─── Dataset excerpts

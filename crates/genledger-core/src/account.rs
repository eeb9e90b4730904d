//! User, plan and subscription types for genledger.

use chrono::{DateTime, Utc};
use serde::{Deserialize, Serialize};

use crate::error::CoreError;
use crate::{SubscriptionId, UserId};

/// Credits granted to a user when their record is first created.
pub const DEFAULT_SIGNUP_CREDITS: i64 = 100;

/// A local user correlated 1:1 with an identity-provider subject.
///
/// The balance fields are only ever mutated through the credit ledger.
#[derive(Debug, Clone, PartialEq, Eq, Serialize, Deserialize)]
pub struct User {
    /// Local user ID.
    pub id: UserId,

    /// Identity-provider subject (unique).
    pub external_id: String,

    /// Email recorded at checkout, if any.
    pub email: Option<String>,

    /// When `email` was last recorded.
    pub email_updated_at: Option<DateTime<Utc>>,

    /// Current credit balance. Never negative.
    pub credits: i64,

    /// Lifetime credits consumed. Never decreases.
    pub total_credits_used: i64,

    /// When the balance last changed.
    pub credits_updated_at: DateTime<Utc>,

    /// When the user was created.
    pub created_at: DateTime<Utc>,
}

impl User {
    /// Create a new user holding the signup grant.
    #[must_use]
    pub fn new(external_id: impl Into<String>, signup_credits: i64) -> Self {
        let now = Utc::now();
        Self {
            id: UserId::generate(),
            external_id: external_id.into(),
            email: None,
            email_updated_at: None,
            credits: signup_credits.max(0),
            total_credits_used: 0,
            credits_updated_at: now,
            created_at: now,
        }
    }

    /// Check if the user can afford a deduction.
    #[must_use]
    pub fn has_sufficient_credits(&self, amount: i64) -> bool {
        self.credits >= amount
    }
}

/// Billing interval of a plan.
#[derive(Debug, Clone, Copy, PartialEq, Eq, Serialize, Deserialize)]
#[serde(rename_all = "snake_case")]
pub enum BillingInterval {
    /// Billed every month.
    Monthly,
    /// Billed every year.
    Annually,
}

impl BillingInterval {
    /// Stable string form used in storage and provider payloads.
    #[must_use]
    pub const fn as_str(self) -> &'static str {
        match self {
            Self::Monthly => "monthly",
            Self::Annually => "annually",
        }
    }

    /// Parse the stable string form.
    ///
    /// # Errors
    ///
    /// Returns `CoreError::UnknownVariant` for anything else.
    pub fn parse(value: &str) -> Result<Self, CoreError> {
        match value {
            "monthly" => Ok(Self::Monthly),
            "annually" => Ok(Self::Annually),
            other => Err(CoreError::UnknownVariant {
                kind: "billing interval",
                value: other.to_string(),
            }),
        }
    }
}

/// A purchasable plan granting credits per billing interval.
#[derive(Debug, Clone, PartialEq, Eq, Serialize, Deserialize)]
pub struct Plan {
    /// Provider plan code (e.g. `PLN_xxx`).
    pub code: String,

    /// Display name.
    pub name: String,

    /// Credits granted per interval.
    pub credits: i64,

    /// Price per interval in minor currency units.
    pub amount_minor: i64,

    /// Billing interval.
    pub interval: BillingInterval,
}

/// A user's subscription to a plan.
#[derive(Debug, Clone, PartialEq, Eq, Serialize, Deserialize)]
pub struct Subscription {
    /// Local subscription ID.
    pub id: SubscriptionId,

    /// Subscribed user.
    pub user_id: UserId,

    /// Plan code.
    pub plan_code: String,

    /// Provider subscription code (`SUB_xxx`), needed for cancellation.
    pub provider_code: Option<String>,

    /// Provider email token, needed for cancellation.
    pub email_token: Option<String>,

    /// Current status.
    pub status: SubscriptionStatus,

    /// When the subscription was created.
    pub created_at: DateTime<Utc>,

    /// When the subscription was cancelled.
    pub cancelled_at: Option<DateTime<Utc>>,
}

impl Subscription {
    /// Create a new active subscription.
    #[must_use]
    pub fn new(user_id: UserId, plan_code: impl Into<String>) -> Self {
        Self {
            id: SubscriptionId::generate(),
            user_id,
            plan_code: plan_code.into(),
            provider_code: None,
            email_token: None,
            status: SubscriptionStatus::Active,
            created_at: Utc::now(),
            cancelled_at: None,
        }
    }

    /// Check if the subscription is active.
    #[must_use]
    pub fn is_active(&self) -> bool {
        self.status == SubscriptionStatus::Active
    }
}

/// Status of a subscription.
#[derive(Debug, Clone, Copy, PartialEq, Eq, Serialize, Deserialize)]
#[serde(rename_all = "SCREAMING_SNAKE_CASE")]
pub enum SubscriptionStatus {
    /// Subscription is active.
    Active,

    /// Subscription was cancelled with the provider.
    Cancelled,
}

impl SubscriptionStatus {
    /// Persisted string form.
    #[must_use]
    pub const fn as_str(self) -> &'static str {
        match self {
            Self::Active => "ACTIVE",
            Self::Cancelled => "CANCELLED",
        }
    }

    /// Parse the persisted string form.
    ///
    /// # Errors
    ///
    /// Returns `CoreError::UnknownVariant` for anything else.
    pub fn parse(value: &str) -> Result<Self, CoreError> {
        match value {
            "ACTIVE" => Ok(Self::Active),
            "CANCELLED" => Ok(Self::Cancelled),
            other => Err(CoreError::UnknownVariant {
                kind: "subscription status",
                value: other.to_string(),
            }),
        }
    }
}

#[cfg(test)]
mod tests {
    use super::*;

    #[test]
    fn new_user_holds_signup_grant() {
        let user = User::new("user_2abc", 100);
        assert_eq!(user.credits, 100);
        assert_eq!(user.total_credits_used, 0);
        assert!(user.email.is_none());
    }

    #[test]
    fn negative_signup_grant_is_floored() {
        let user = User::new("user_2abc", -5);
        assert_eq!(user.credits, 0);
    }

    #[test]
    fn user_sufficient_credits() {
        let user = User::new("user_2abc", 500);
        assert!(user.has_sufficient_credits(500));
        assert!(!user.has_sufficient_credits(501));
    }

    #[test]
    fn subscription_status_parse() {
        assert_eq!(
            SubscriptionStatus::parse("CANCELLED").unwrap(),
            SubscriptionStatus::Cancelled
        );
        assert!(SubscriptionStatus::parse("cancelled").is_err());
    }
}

──────

What the task requires » Each record is to be reproduced exactly as it appears.

Task response »
filename crates/genledger-core/src/account.rs
repository eeb9e90b4730904d
//! User, plan and subscription types for genledger.

use chrono::{DateTime, Utc};
use serde::{Deserialize, Serialize};

use crate::error::CoreError;
use crate::{SubscriptionId, UserId};

/// Credits granted to a user when their record is first created.
pub const DEFAULT_SIGNUP_CREDITS: i64 = 100;

/// A local user correlated 1:1 with an identity-provider subject.
///
/// The balance fields are only ever mutated through the credit ledger.
#[derive(Debug, Clone, PartialEq, Eq, Serialize, Deserialize)]
pub struct User {
    /// Local user ID.
    pub id: UserId,

    /// Identity-provider subject (unique).
    pub external_id: String,

    /// Email recorded at checkout, if any.
    pub email: Option<String>,

    /// When `email` was last recorded.
    pub email_updated_at: Option<DateTime<Utc>>,

    /// Current credit balance. Never negative.
    pub credits: i64,

    /// Lifetime credits consumed. Never decreases.
    pub total_credits_used: i64,

    /// When the balance last changed.
    pub credits_updated_at: DateTime<Utc>,

    /// When the user was created.
    pub created_at: DateTime<Utc>,
}

impl User {
    /// Create a new user holding the signup grant.
    #[must_use]
    pub fn new(external_id: impl Into<String>, signup_credits: i64) -> Self {
        let now = Utc::now();
        Self {
            id: UserId::generate(),
            external_id: external_id.into(),
            email: None,
            email_updated_at: None,
            credits: signup_credits.max(0),
            total_credits_used: 0,
            credits_updated_at: now,
            created_at: now,
        }
    }

    /// Check if the user can afford a deduction.
    #[must_use]
    pub fn has_sufficient_credits(&self, amount: i64) -> bool {
        self.credits >= amount
    }
}

/// Billing interval of a plan.
#[derive(Debug, Clone, Copy, PartialEq, Eq, Serialize, Deserialize)]
#[serde(rename_all = "snake_case")]
pub enum BillingInterval {
    /// Billed every month.
    Monthly,
    /// Billed every year.
    Annually,
}

impl BillingInterval {
    /// Stable string form used in storage and provider payloads.
    #[must_use]
    pub const fn as_str(self) -> &'static str {
        match self {
            Self::Monthly => "monthly",
            Self::Annually => "annually",
        }
    }

    /// Parse the stable string form.
    ///
    /// # Errors
    ///
    /// Returns `CoreError::UnknownVariant` for anything else.
    pub fn parse(value: &str) -> Result<Self, CoreError> {
        match value {
            "monthly" => Ok(Self::Monthly),
            "annually" => Ok(Self::Annually),
            other => Err(CoreError::UnknownVariant {
                kind: "billing interval",
                value: other.to_string(),
            }),
        }
    }
}

/// A purchasable plan granting credits per billing interval.
#[derive(Debug, Clone, PartialEq, Eq, Serialize, Deserialize)]
pub struct Plan {
    /// Provider plan code (e.g. `PLN_xxx`).
    pub code: String,

    /// Display name.
    pub name: String,

    /// Credits granted per interval.
    pub credits: i64,

    /// Price per interval in minor currency units.
    pub amount_minor: i64,

    /// Billing interval.
    pub interval: BillingInterval,
}

/// A user's subscription to a plan.
#[derive(Debug, Clone, PartialEq, Eq, Serialize, Deserialize)]
pub struct Subscription {
    /// Local subscription ID.
    pub id: SubscriptionId,

    /// Subscribed user.
    pub user_id: UserId,

    /// Plan code.
    pub plan_code: String,

    /// Provider subscription code (`SUB_xxx`), needed for cancellation.
    pub provider_code: Option<String>,

    /// Provider email token, needed for cancellation.
    pub email_token: Option<String>,

    /// Current status.
    pub status: SubscriptionStatus,

    /// When the subscription was created.
    pub created_at: DateTime<Utc>,

    /// When the subscription was cancelled.
    pub cancelled_at: Option<DateTime<Utc>>,
}

impl Subscription {
    /// Create a new active subscription.
    #[must_use]
    pub fn new(user_id: UserId, plan_code: impl Into<String>) -> Self {
        Self {
            id: SubscriptionId::generate(),
            user_id,
            plan_code: plan_code.into(),
            provider_code: None,
            email_token: None,
            status: SubscriptionStatus::Active,
            created_at: Utc::now(),
            cancelled_at: None,
        }
    }

    /// Check if the subscription is active.
    #[must_use]
    pub fn is_active(&self) -> bool {
        self.status == SubscriptionStatus::Active
    }
}

/// Status of a subscription.
#[derive(Debug, Clone, Copy, PartialEq, Eq, Serialize, Deserialize)]
#[serde(rename_all = "SCREAMING_SNAKE_CASE")]
pub enum SubscriptionStatus {
    /// Subscription is active.
    Active,

    /// Subscription was cancelled with the provider.
    Cancelled,
}

impl SubscriptionStatus {
    /// Persisted string form.
    #[must_use]
    pub const fn as_str(self) -> &'static str {
        match self {
            Self::Active => "ACTIVE",
            Self::Cancelled => "CANCELLED",
        }
    }

    /// Parse the persisted string form.
    ///
    /// # Errors
    ///
    /// Returns `CoreError::UnknownVariant` for anything else.
    pub fn parse(value: &str) -> Result<Self, CoreError> {
        match value {
            "ACTIVE" => Ok(Self::Active),
            "CANCELLED" => Ok(Self::Cancelled),
            other => Err(CoreError::UnknownVariant {
                kind: "subscription status",
                value: other.to_string(),
            }),
        }
    }
}

#[cfg(test)]
mod tests {
    use super::*;

    #[test]
    fn new_user_holds_signup_grant() {
        let user = User::new("user_2abc", 100);
        assert_eq!(user.credits, 100);
        assert_eq!(user.total_credits_used, 0);
        assert!(user.email.is_none());
    }

    #[test]
    fn negative_signup_grant_is_floored() {
        let user = User::new("user_2abc", -5);
        assert_eq!(user.credits, 0);
    }

    #[test]
    fn user_sufficient_credits() {
        let user = User::new("user_2abc", 500);
        assert!(user.has_sufficient_credits(500));
        assert!(!user.has_sufficient_credits(501));
    }

    #[test]
    fn subscription_status_parse() {
        assert_eq!(
            SubscriptionStatus::parse("CANCELLED").unwrap(),
            SubscriptionStatus::Cancelled
        );
        assert!(SubscriptionStatus::parse("cancelled").is_err());
    }
}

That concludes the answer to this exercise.